APPELLATE COURT OF ILLINOIS FIRST JUDICIAL DISTRICT FIFTH DIVISION
Jul 24, 2015
2015 Ill. App. 142650 (Ill. App. Ct. 2015)

Opinion

No. 1-14-2650

07-24-2015

ACME CONTINENTAL CREDIT UNION, Plaintiff-Appellee, v. STEPHEN LYTE, CHERYL LYTE, and CCL REALTY LLC, Defendants-Appellants.


NOTICE: This order was filed under Supreme Court Rule 23 and may not be cited as precedent by any party except in the limited circumstances allowed under Rule 23(e)(1).

Appeal from the Circuit Court of Cook County.

No. 08 M1 123507

Honorable Patrick O'Brien, Judge Presiding.

JUSTICE GORDON delivered the judgment of the court.
Justices McBride and Reyes concurred in the judgment.

ORDER

¶ 1 Held: Trial court's order dismissing the case for want of prosecution three years after judgment was entered does not invalidate the underlying judgment or the judgment creditor's ability to continue attempting to collect the judgment.

¶ 2 Defendants Stephen and Cheryl Lyte and CCL Realty LLC appeal pro se the trial court's entry of a judgment in favor of plaintiff Acme Continental Credit Union (Acme). On appeal, the Lytes and CCL Realty contend the trial court erred in entering a judgment for Acme after the case had been dismissed for want of prosecution earlier by order of the court. Although Acme

has not filed a brief in this proceeding, we may consider the merits of this appeal on the defendants' brief alone. See First Capitol Mortgage Corp. v. Talandis Construction Corp., 63 Ill. 2d 128, 133 (1976) (such review is allowable if the record is simple and errors can be considered without additional briefing). We affirm.

¶ 3 On March 19, 2008, Acme filed a complaint alleging the Lytes overdrew funds in the amount of $877.37. In the complaint, Acme sought that amount and $350 in attorney fees for a total of $1,227.37 in damages, plus court costs. On October 6, 2008, the circuit court entered an agreed order to dismiss the action with leave to reinstate. The agreed order was subject to an installment payment plan. The order stated the Lytes agreed to pay $1,496.37 to Acme in installments of $100 beginning on October 31, 2008, and on the last day of each succeeding month.

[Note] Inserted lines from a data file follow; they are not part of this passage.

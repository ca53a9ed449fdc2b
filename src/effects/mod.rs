//! Glyph geometry operators ("effects")
//!
//! Independent, composable transforms over glyph snapshots. Each
//! operator is configuration-only and stateless across invocations, so
//! a worker can build the chain once and reuse it for every glyph it
//! processes. Operators read neighbor context from the pre-pass point
//! list and emit into a fresh buffer; none of them drops a point, and
//! none of them reorders points, so winding direction is stable across
//! the whole chain.

pub mod corner_enhancer;
pub mod corner_rounder;
pub mod horizontal_bolder;
pub mod ink_trap;
pub mod left_stroke_cutter;
pub mod normalizer;
pub mod serif_trapezoid;

pub use corner_enhancer::CornerEnhancer;
pub use corner_rounder::CornerRounder;
pub use horizontal_bolder::HorizontalBolder;
pub use ink_trap::InkTrap;
pub use left_stroke_cutter::LeftStrokeCutter;
pub use normalizer::Normalizer;
pub use serif_trapezoid::SerifTrapezoid;

use serde::{Deserialize, Serialize};

use crate::core::errors::EffectError;
use crate::font_source::GlyphSnapshot;

/// A single outline transform.
pub trait GlyphEffect: Send + Sync {
    fn name(&self) -> &'static str;

    /// Consume a snapshot and produce the transformed snapshot.
    fn apply(&self, glyph: GlyphSnapshot) -> Result<GlyphSnapshot, EffectError>;
}

/// Parameters for every operator, including the experimental ones.
///
/// Defaults are the production values; the experimental operators are
/// disabled until their flag is set.
#[derive(Debug, Clone, Serialize, Deserialize)]
#[serde(default)]
pub struct EffectOptions {
    /// Vertical nudge for near-horizontal strokes, in font units
    pub bold_adjust: f64,
    /// Y-difference below which a neighbor relation counts as horizontal
    pub bold_limit: f64,
    /// Largest vertical gap treated as a step between horizontal runs
    pub step_v_limit: f64,
    /// Shortest horizontal run that can anchor a step
    pub step_h_limit: f64,
    /// Diagonal bump applied to a step's inner corners
    pub step_adjust: f64,
    /// Corner rounding inset along each arm
    pub round_size: f64,
    /// Shortest arm length for size-based rounding
    pub round_limit: f64,
    /// Enable the left stroke cutter
    pub left_cut: bool,
    pub cut_size: f64,
    pub cut_min_length: f64,
    /// Enable the ink trap
    pub ink_trap: bool,
    pub trap_size: f64,
    /// Smallest corner angle trapped, in degrees
    pub trap_min_angle: f64,
    /// Largest corner angle trapped, in degrees
    pub trap_max_angle: f64,
    pub trap_min_segment: f64,
    /// Enable the serif trapezoid conversion
    pub serif_trapezoid: bool,
    pub serif_flat_ratio: f64,
}

impl Default for EffectOptions {
    fn default() -> Self {
        Self {
            bold_adjust: 9.0,
            bold_limit: 4.0,
            step_v_limit: 50.0,
            step_h_limit: 30.0,
            step_adjust: 3.0,
            round_size: 20.0,
            round_limit: 40.0,
            left_cut: false,
            cut_size: 12.0,
            cut_min_length: 100.0,
            ink_trap: false,
            trap_size: 8.0,
            trap_min_angle: 30.0,
            trap_max_angle: 150.0,
            trap_min_segment: 50.0,
            serif_trapezoid: false,
            serif_flat_ratio: 0.15,
        }
    }
}

/// The ordered operator chain for one worker.
///
/// Order is part of the contract: the bolder sees raw coordinates, the
/// enhancer sees bolded line runs, the rounder consumes the emphasized
/// corners, and the normalizer repairs segment typing last. The
/// experimental operators slot in at fixed positions when enabled.
pub struct EffectChain {
    effects: Vec<Box<dyn GlyphEffect>>,
}

impl EffectChain {
    pub fn from_options(options: &EffectOptions) -> Self {
        let mut effects: Vec<Box<dyn GlyphEffect>> = Vec::new();
        effects.push(Box::new(HorizontalBolder::new(
            options.bold_adjust,
            options.bold_limit,
        )));
        if options.left_cut {
            effects.push(Box::new(LeftStrokeCutter::new(
                options.cut_size,
                options.cut_min_length,
            )));
        }
        if options.serif_trapezoid {
            effects.push(Box::new(SerifTrapezoid::new(options.serif_flat_ratio)));
        }
        effects.push(Box::new(CornerEnhancer::new(
            options.step_v_limit,
            options.step_h_limit,
            options.step_adjust,
        )));
        if options.ink_trap {
            effects.push(Box::new(InkTrap::new(
                options.trap_size,
                options.trap_min_angle,
                options.trap_max_angle,
                options.trap_min_segment,
            )));
        }
        effects.push(Box::new(CornerRounder::new(
            options.round_size,
            options.round_limit,
        )));
        effects.push(Box::new(Normalizer));
        Self { effects }
    }

    /// Validate contour grammar, then run every operator in order.
    pub fn apply(&self, glyph: GlyphSnapshot) -> Result<GlyphSnapshot, EffectError> {
        for contour in &glyph.contours {
            contour.validate()?;
        }
        let mut glyph = glyph;
        for effect in &self.effects {
            glyph = effect.apply(glyph)?;
        }
        Ok(glyph)
    }

    /// Operator names in application order.
    pub fn effect_names(&self) -> Vec<&'static str> {
        self.effects.iter().map(|e| e.name()).collect()
    }
}

#[cfg(test)]
mod tests {
    use super::*;

    #[test]
    fn test_default_chain_order() {
        let chain = EffectChain::from_options(&EffectOptions::default());
        assert_eq!(
            chain.effect_names(),
            vec![
                "horizontal-bolder",
                "corner-enhancer",
                "corner-rounder",
                "normalizer"
            ]
        );
    }

    #[test]
    fn test_experimental_chain_order() {
        let options = EffectOptions {
            left_cut: true,
            ink_trap: true,
            serif_trapezoid: true,
            ..EffectOptions::default()
        };
        let chain = EffectChain::from_options(&options);
        assert_eq!(
            chain.effect_names(),
            vec![
                "horizontal-bolder",
                "left-stroke-cutter",
                "serif-trapezoid",
                "corner-enhancer",
                "ink-trap",
                "corner-rounder",
                "normalizer"
            ]
        );
    }

    #[test]
    fn test_chain_rejects_malformed_contour() {
        use crate::font_source::{ContourSnapshot, PointData};

        let glyph = GlyphSnapshot::new(
            "broken",
            vec![ContourSnapshot::new(vec![
                PointData::off_curve(0.0, 0.0),
                PointData::off_curve(10.0, 10.0),
            ])],
        );
        let chain = EffectChain::from_options(&EffectOptions::default());
        assert!(chain.apply(glyph).is_err());
    }
}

¶ 4 On February 2, 2009, Acme filed a motion to vacate the installment order, reinstate the case and enter a judgment for $1,396.37, asserting the Lytes had only paid $100 toward the amount owed. The parties agreed to a hearing on March 23, 2009, on Acme's motion to reinstate the case and enter judgment. The record does not contain a report of proceedings from that hearing or any other court date. On March 23, 2009, the court vacated the dismissal order of October 6, 2008, reinstated the case and entered a judgment for Acme in the amount of $1,396.37.

¶ 5 From 2009 until 2014, Acme made various attempts to collect that judgment, apparently without success. On February 8, 2012, Acme filed an affidavit for a wage deduction summons on Iowa College Acquisition Corporation, believing it owed wages to Stephen. This purported employer was discharged on March 10, 2012.

¶ 6 In February 2014, Acme filed for wage deduction on CCL Realty LLC as the employer of Cheryl Lyte. In a pro se response, Cheryl stated she is not the judgment debtor and that Stephen is the true judgment debtor. Therefore, Cheryl sought to be removed from the case.

¶ 7 On March 12, 2014, the court entered an order indicating dismissal of the case for want of prosecution. That order shows that Acme was not present and both defendants were in court.

¶ 8 On March 24, 2014, a conditional judgment was entered against CCL Realty LLC, which had failed to file an answer after service of the wage deduction summons as to Cheryl Lyte. The judgment for $2,136.83, entered on March 24, 2014, reflected the earlier judgment of $1,396.37 entered in 2009, plus additional costs and interest.

¶ 9 The Lytes filed two motions challenging the ongoing wage deduction proceedings, asserting the case had been dismissed for want of prosecution. On August 18, 2014, the court entered a wage deduction/turnover order against CCL Realty in the amount of $2,270.74. On August 26, 2014, the Lytes and CCL Realty LLC filed a notice of appeal from the August 18, 2014, order.

¶ 10 On appeal, the Lytes and CCL Realty LLC contend the trial court erred in entering a judgment for Acme after the case had been dismissed for want of prosecution in March 2014. They argue Acme was required to have the March 12, 2014, dismissal order vacated and the cause reinstated in order to obtain a judgment against them.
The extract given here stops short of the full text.